Job Responsibilities
As a QC/QA professional at Viatris’s Nashik facility, you will play a critical role in maintaining the quality and compliance of pharmaceutical products. Key responsibilities include:
- Quality Control (QC):
- Perform testing and analysis using advanced instruments like HPLC, GC, UV, IR, Dissolution, and Malvern Particle Sizer to ensure product quality.
- Conduct Microbiology analysis, including MLT testing and EM testing, for product safety.
- Maintain laboratory equipment calibration and ensure compliance with cGMP and GLP standards.
- Participate in OOS/OOT investigations, deviation reporting, and CAPA implementation using tools like Trackwise.
- Retain and review analytical records, logbooks, SOPs, and raw data sheets.
- Quality Assurance (QA):
- Oversee IPQA, QMS, documentation, and AQA processes to ensure regulatory compliance.
- Review and close OOS/OOT cases and monitor CAPA implementation.
- Support regulatory audits (e.g., FDA, MHRA) and ensure compliance with corrective actions.
- Maintain documentation as per GMP requirements and support quality management systems.
Qualifications
To excel in these roles, candidates should meet the following criteria:
- Education: M.Sc. (Chemistry), B.Pharm, or M.Pharm (Pharmaceutical Analysis).
- Experience: 1–4 years in Quality Control or Quality Assurance within a pharmaceutical manufacturing environment.
- Skills:
- Hands-on experience with HPLC, GC, UV, IR, Dissolution, LIMS, and other analytical instruments for QC roles.
- Proficiency in Microbiology analysis (MLT, EM testing) or CSV experience for QC roles.
- Expertise in IPQA, QMS, documentation, and AQA for QA roles.
- Candidates with experience in FDA or MHRA audits are preferred.
- Strong understanding of cGMP, GLP, and regulatory compliance.

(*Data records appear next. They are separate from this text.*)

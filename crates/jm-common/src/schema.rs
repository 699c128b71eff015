//! Input records handed to the engine by the CV / vacancy analysis pipelines.
//!
//! Upstream extraction is unreliable, so every field is read leniently: a value
//! of the wrong shape becomes the "missing" sentinel (empty list / `None`)
//! instead of failing the whole record.

use std::collections::HashSet;

use serde::{Deserialize, Deserializer, Serialize};
use serde_json::{Map, Value};
use strum::AsRefStr;

use crate::{currency::parse_salary_range, normalize::normalize_key};

/// CEFR level, plus native speaker.
#[derive(Debug, Clone, Copy, PartialEq, Eq, PartialOrd, Ord, Hash, Serialize, Deserialize, AsRefStr)]
pub enum LanguageLevel {
    A1,
    A2,
    B1,
    B2,
    C1,
    C2,
    #[serde(rename = "native")]
    #[strum(serialize = "native")]
    Native,
}

impl LanguageLevel {
    /// A1=1 .. C2=6, native=7
    pub fn ordinal(self) -> i32 {
        match self {
            LanguageLevel::A1 => 1,
            LanguageLevel::A2 => 2,
            LanguageLevel::B1 => 3,
            LanguageLevel::B2 => 4,
            LanguageLevel::C1 => 5,
            LanguageLevel::C2 => 6,
            LanguageLevel::Native => 7,
        }
    }

    pub fn parse(input: &str) -> Option<Self> {
        let lower = input.trim().to_lowercase();
        match lower.as_str() {
            "a1" => Some(LanguageLevel::A1),
            "a2" => Some(LanguageLevel::A2),
            "b1" => Some(LanguageLevel::B1),
            "b2" => Some(LanguageLevel::B2),
            "c1" => Some(LanguageLevel::C1),
            "c2" => Some(LanguageLevel::C2),
            "native" | "native speaker" | "mother tongue" => Some(LanguageLevel::Native),
            _ => None,
        }
    }
}

/// Career level ladder, lowest first.
#[derive(Debug, Clone, Copy, PartialEq, Eq, PartialOrd, Ord, Hash, AsRefStr)]
pub enum SeniorityLevel {
    Trainee,
    Junior,
    Middle,
    Senior,
    Lead,
    #[strum(serialize = "C-Level")]
    CLevel,
}

impl SeniorityLevel {
    pub fn rank(self) -> i32 {
        match self {
            SeniorityLevel::Trainee => 0,
            SeniorityLevel::Junior => 1,
            SeniorityLevel::Middle => 2,
            SeniorityLevel::Senior => 3,
            SeniorityLevel::Lead => 4,
            SeniorityLevel::CLevel => 5,
        }
    }

    /// Recognizes the level names and their common aliases.
    pub fn parse(input: &str) -> Option<Self> {
        let lower = input.trim().to_lowercase().replace(['_', '-'], " ");
        let level = match lower.split_whitespace().collect::<Vec<_>>().join(" ").as_str() {
            "trainee" | "intern" | "internship" => SeniorityLevel::Trainee,
            "junior" | "jr" => SeniorityLevel::Junior,
            "middle" | "mid" | "mid level" | "regular" => SeniorityLevel::Middle,
            "senior" | "sr" => SeniorityLevel::Senior,
            "lead" | "team lead" | "tech lead" | "teamlead" | "techlead" => SeniorityLevel::Lead,
            "c level" | "clevel" | "director" | "head" | "cto" | "ceo" | "vp" => {
                SeniorityLevel::CLevel
            }
            _ => return None,
        };
        Some(level)
    }
}

#[derive(Debug, Clone, PartialEq, Eq, Serialize, Deserialize)]
pub struct Language {
    pub name: String,
    pub level: Option<LanguageLevel>,
}

#[derive(Debug, Clone, Default, PartialEq, Eq, Serialize, Deserialize)]
pub struct LocationPreferences {
    #[serde(default, deserialize_with = "lenient_string_list")]
    pub countries: Vec<String>,
    #[serde(default, deserialize_with = "lenient_string_list")]
    pub cities: Vec<String>,
    #[serde(default, deserialize_with = "lenient_opt_bool")]
    pub is_office: Option<bool>,
    #[serde(default, deserialize_with = "lenient_opt_bool")]
    pub is_remote: Option<bool>,
    #[serde(default, deserialize_with = "lenient_opt_bool")]
    pub is_hybrid: Option<bool>,
    #[serde(default, deserialize_with = "lenient_opt_bool")]
    pub willing_to_relocate: Option<bool>,
}

impl LocationPreferences {
    /// Remote only: remote accepted, neither office nor hybrid.
    pub fn is_remote_only(&self) -> bool {
        self.is_remote == Some(true) && self.is_office != Some(true) && self.is_hybrid != Some(true)
    }

    /// Office only: neither remote nor hybrid, with an explicit office signal
    /// (office flagged, or remote explicitly refused).
    pub fn is_office_only(&self) -> bool {
        self.is_remote != Some(true)
            && self.is_hybrid != Some(true)
            && (self.is_office == Some(true) || self.is_remote == Some(false))
    }

    pub fn has_places(&self) -> bool {
        self.countries.iter().chain(self.cities.iter()).any(|p| !p.trim().is_empty())
    }
}

#[derive(Debug, Clone, Default, PartialEq, Eq, Serialize, Deserialize)]
pub struct SalaryRange {
    #[serde(default, deserialize_with = "lenient_opt_i64")]
    pub min: Option<i64>,
    #[serde(default, deserialize_with = "lenient_opt_i64")]
    pub max: Option<i64>,
    #[serde(default, deserialize_with = "lenient_opt_string")]
    pub currency: Option<String>,
}

impl SalaryRange {
    pub fn is_unspecified(&self) -> bool {
        self.min.is_none() && self.max.is_none()
    }

    /// Ordered `(low, high)`. A single bound becomes a point interval; a
    /// reversed pair is swapped.
    pub fn bounds(&self) -> Option<(i64, i64)> {
        match (self.min, self.max) {
            (Some(a), Some(b)) => Some((a.min(b), a.max(b))),
            (Some(a), None) | (None, Some(a)) => Some((a, a)),
            (None, None) => None,
        }
    }
}

/// Candidate side, derived from an analyzed CV.
///
/// `level` and `salary` are accepted as alternate keys; when both spellings
/// are present the canonical one wins.
#[derive(Debug, Clone, Default, PartialEq, Serialize)]
pub struct CandidateProfile {
    pub id: Option<i64>,
    pub skills: Vec<String>,
    pub tools: Vec<String>,
    pub responsibilities: Vec<String>,
    pub languages: Vec<Language>,
    pub seniority_level: Option<String>,
    pub location: LocationPreferences,
    pub salary_expectation: SalaryRange,
    pub categories: Vec<String>,
}

/// Vacancy side, derived from an AI-parsed job posting.
///
/// Requirement lists also load from their short keys (`skills`, `tools`,
/// `languages`); salary from `salary` or the legacy `salary_range` text.
#[derive(Debug, Clone, Default, PartialEq, Serialize)]
pub struct VacancyRecord {
    pub id: Option<i64>,
    pub title: Option<String>,
    pub category: Option<String>,
    pub required_skills: Vec<String>,
    pub required_tools: Vec<String>,
    pub responsibilities: Vec<String>,
    pub required_languages: Vec<Language>,
    pub seniority_level: Option<String>,
    pub location: LocationPreferences,
    pub salary_offer: SalaryRange,
}

static NULL: Value = Value::Null;

/// Fields of a record; anything but a JSON object reads as empty.
struct RawRecord(Map<String, Value>);

impl RawRecord {
    fn read<'de, D>(deserializer: D) -> Result<Self, D::Error>
    where
        D: Deserializer<'de>,
    {
        Ok(match Value::deserialize(deserializer)? {
            Value::Object(fields) => Self(fields),
            _ => Self(Map::new()),
        })
    }

    /// First non-null value among `keys`, canonical key listed first.
    fn get(&self, keys: &[&str]) -> &Value {
        keys.iter()
            .filter_map(|key| self.0.get(*key))
            .find(|value| !value.is_null())
            .unwrap_or(&NULL)
    }
}

impl<'de> Deserialize<'de> for CandidateProfile {
    fn deserialize<D>(deserializer: D) -> Result<Self, D::Error>
    where
        D: Deserializer<'de>,
    {
        let raw = RawRecord::read(deserializer)?;
        Ok(Self {
            id: coerce_i64(raw.get(&["id"])),
            skills: coerce_string_list(raw.get(&["skills"])),
            tools: coerce_string_list(raw.get(&["tools"])),
            responsibilities: coerce_string_list(raw.get(&["responsibilities"])),
            languages: coerce_languages(raw.get(&["languages"])),
            seniority_level: scalar_to_string(raw.get(&["seniority_level", "level"])),
            location: coerce_location(raw.get(&["location"])),
            salary_expectation: coerce_salary(raw.get(&["salary_expectation", "salary"])),
            categories: coerce_string_list(raw.get(&["categories"])),
        })
    }
}

impl<'de> Deserialize<'de> for VacancyRecord {
    fn deserialize<D>(deserializer: D) -> Result<Self, D::Error>
    where
        D: Deserializer<'de>,
    {
        let raw = RawRecord::read(deserializer)?;
        Ok(Self {
            id: coerce_i64(raw.get(&["id"])),
            title: scalar_to_string(raw.get(&["title"])),
            category: scalar_to_string(raw.get(&["category"])),
            required_skills: coerce_string_list(raw.get(&["required_skills", "skills"])),
            required_tools: coerce_string_list(raw.get(&["required_tools", "tools"])),
            responsibilities: coerce_string_list(raw.get(&["responsibilities"])),
            required_languages: coerce_languages(raw.get(&["required_languages", "languages"])),
            seniority_level: scalar_to_string(raw.get(&["seniority_level", "level"])),
            location: coerce_location(raw.get(&["location"])),
            salary_offer: coerce_salary(raw.get(&["salary_offer", "salary", "salary_range"])),
        })
    }
}

fn scalar_to_string(value: &Value) -> Option<String> {
    let text = match value {
        Value::String(s) => s.trim().to_string(),
        Value::Number(n) => n.to_string(),
        _ => return None,
    };
    if text.is_empty() {
        None
    } else {
        Some(text)
    }
}

fn coerce_string_list(value: &Value) -> Vec<String> {
    match value {
        Value::Array(items) => items.iter().filter_map(scalar_to_string).collect(),
        Value::String(text) => text
            .split([',', ';', '\n'])
            .map(str::trim)
            .filter(|s| !s.is_empty())
            .map(str::to_string)
            .collect(),
        _ => Vec::new(),
    }
}

fn coerce_bool(value: &Value) -> Option<bool> {
    match value {
        Value::Bool(b) => Some(*b),
        Value::Number(n) => match n.as_i64() {
            Some(1) => Some(true),
            Some(0) => Some(false),
            _ => None,
        },
        Value::String(s) => match s.trim().to_lowercase().as_str() {
            "true" | "yes" | "y" | "1" => Some(true),
            "false" | "no" | "n" | "0" => Some(false),
            _ => None,
        },
        _ => None,
    }
}

fn coerce_i64(value: &Value) -> Option<i64> {
    match value {
        Value::Number(n) => n.as_i64().or_else(|| {
            n.as_f64()
                .filter(|f| f.is_finite() && f.abs() < i64::MAX as f64)
                .map(|f| f.round() as i64)
        }),
        Value::String(s) => {
            let compact: String = s.chars().filter(|c| !c.is_whitespace() && *c != '_').collect();
            compact.parse().ok()
        }
        _ => None,
    }
}

fn coerce_language(value: &Value) -> Option<Language> {
    match value {
        Value::Object(map) => {
            let name = map
                .get("language")
                .or_else(|| map.get("name"))
                .and_then(scalar_to_string)?;
            let level = map
                .get("level")
                .and_then(scalar_to_string)
                .and_then(|l| LanguageLevel::parse(&l));
            Some(Language { name, level })
        }
        Value::String(text) => {
            let cleaned = text.replace(['(', ')'], " ");
            let parts: Vec<&str> = cleaned.split_whitespace().collect();
            let (last, rest) = parts.split_last()?;
            match LanguageLevel::parse(last) {
                Some(level) if !rest.is_empty() => Some(Language {
                    name: rest.join(" "),
                    level: Some(level),
                }),
                _ => Some(Language {
                    name: parts.join(" "),
                    level: None,
                }),
            }
        }
        _ => None,
    }
}

fn coerce_languages(value: &Value) -> Vec<Language> {
    let entries: Vec<Language> = match value {
        Value::Array(items) => items.iter().filter_map(coerce_language).collect(),
        Value::String(text) => text
            .split([',', ';'])
            .filter_map(|part| coerce_language(&Value::String(part.to_string())))
            .collect(),
        _ => Vec::new(),
    };

    let mut seen = HashSet::new();
    entries
        .into_iter()
        .filter(|lang| match normalize_key(&lang.name) {
            Some(key) => seen.insert(key),
            None => false,
        })
        .collect()
}

fn coerce_salary(value: &Value) -> SalaryRange {
    match value {
        Value::Object(_) => serde_json::from_value(value.clone()).unwrap_or_default(),
        Value::String(text) => parse_salary_range(text),
        _ => SalaryRange::default(),
    }
}

fn coerce_location(value: &Value) -> LocationPreferences {
    match value {
        Value::Object(_) => serde_json::from_value(value.clone()).unwrap_or_default(),
        _ => LocationPreferences::default(),
    }
}

fn lenient_string_list<'de, D>(deserializer: D) -> Result<Vec<String>, D::Error>
where
    D: Deserializer<'de>,
{
    Ok(coerce_string_list(&Value::deserialize(deserializer)?))
}

fn lenient_opt_bool<'de, D>(deserializer: D) -> Result<Option<bool>, D::Error>
where
    D: Deserializer<'de>,
{
    Ok(coerce_bool(&Value::deserialize(deserializer)?))
}

fn lenient_opt_i64<'de, D>(deserializer: D) -> Result<Option<i64>, D::Error>
where
    D: Deserializer<'de>,
{
    Ok(coerce_i64(&Value::deserialize(deserializer)?))
}

fn lenient_opt_string<'de, D>(deserializer: D) -> Result<Option<String>, D::Error>
where
    D: Deserializer<'de>,
{
    Ok(scalar_to_string(&Value::deserialize(deserializer)?))
}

Benefits of Joining Viatris
Working at Viatris offers more than just a job—it’s an opportunity to make a global impact. Benefits include:
- Career Growth: Access to learning and development programs to advance your pharmaceutical career.
- Global Exposure: Work with a leading pharmaceutical company known for its ARV innovations.
- Competitive Salary: Estimated salary range of INR 3,00,000–6,00,000 per annum, based on experience and qualifications.
- Supportive Environment: Collaborate with a team dedicated to quality and innovation in healthcare.
How to Apply
Join Viatris at their walk-in recruitment drive:
- Date: Sunday, September 14, 2025
- Time: 10:00 AM to 3:00 PM
- Venue: Fern Kesarval Hotel & Spa, Verna, Edapally–Panvel Hwy, Cortalim, Goa
- Requirements: Bring an updated resume, educational certificates, experience letters, and a valid ID. Be prepared for on-the-spot interviews and technical assessments.
- Note: Candidates with relevant qualifications and experience in QC/QA are encouraged to attend. For inquiries, visit Pharmabharat.com or contact Viatris directly.
FAQs
1. What types of roles are available at the Viatris Nashik recruitment drive?
The recruitment drive offers positions in Quality Control (Lab, Microbiology, CSV) and Quality Assurance (IPQA, Documentation, QMS, AQA) at the Nashik OSD facility.
2. Who can attend the walk-in interviews?
Candidates with 1–4 years of experience in QC/QA, holding an M.Sc. (Chemistry), B.Pharm, or M.Pharm (Pharmaceutical Analysis), and relevant skills in HPLC, GC, or regulatory audits are eligible.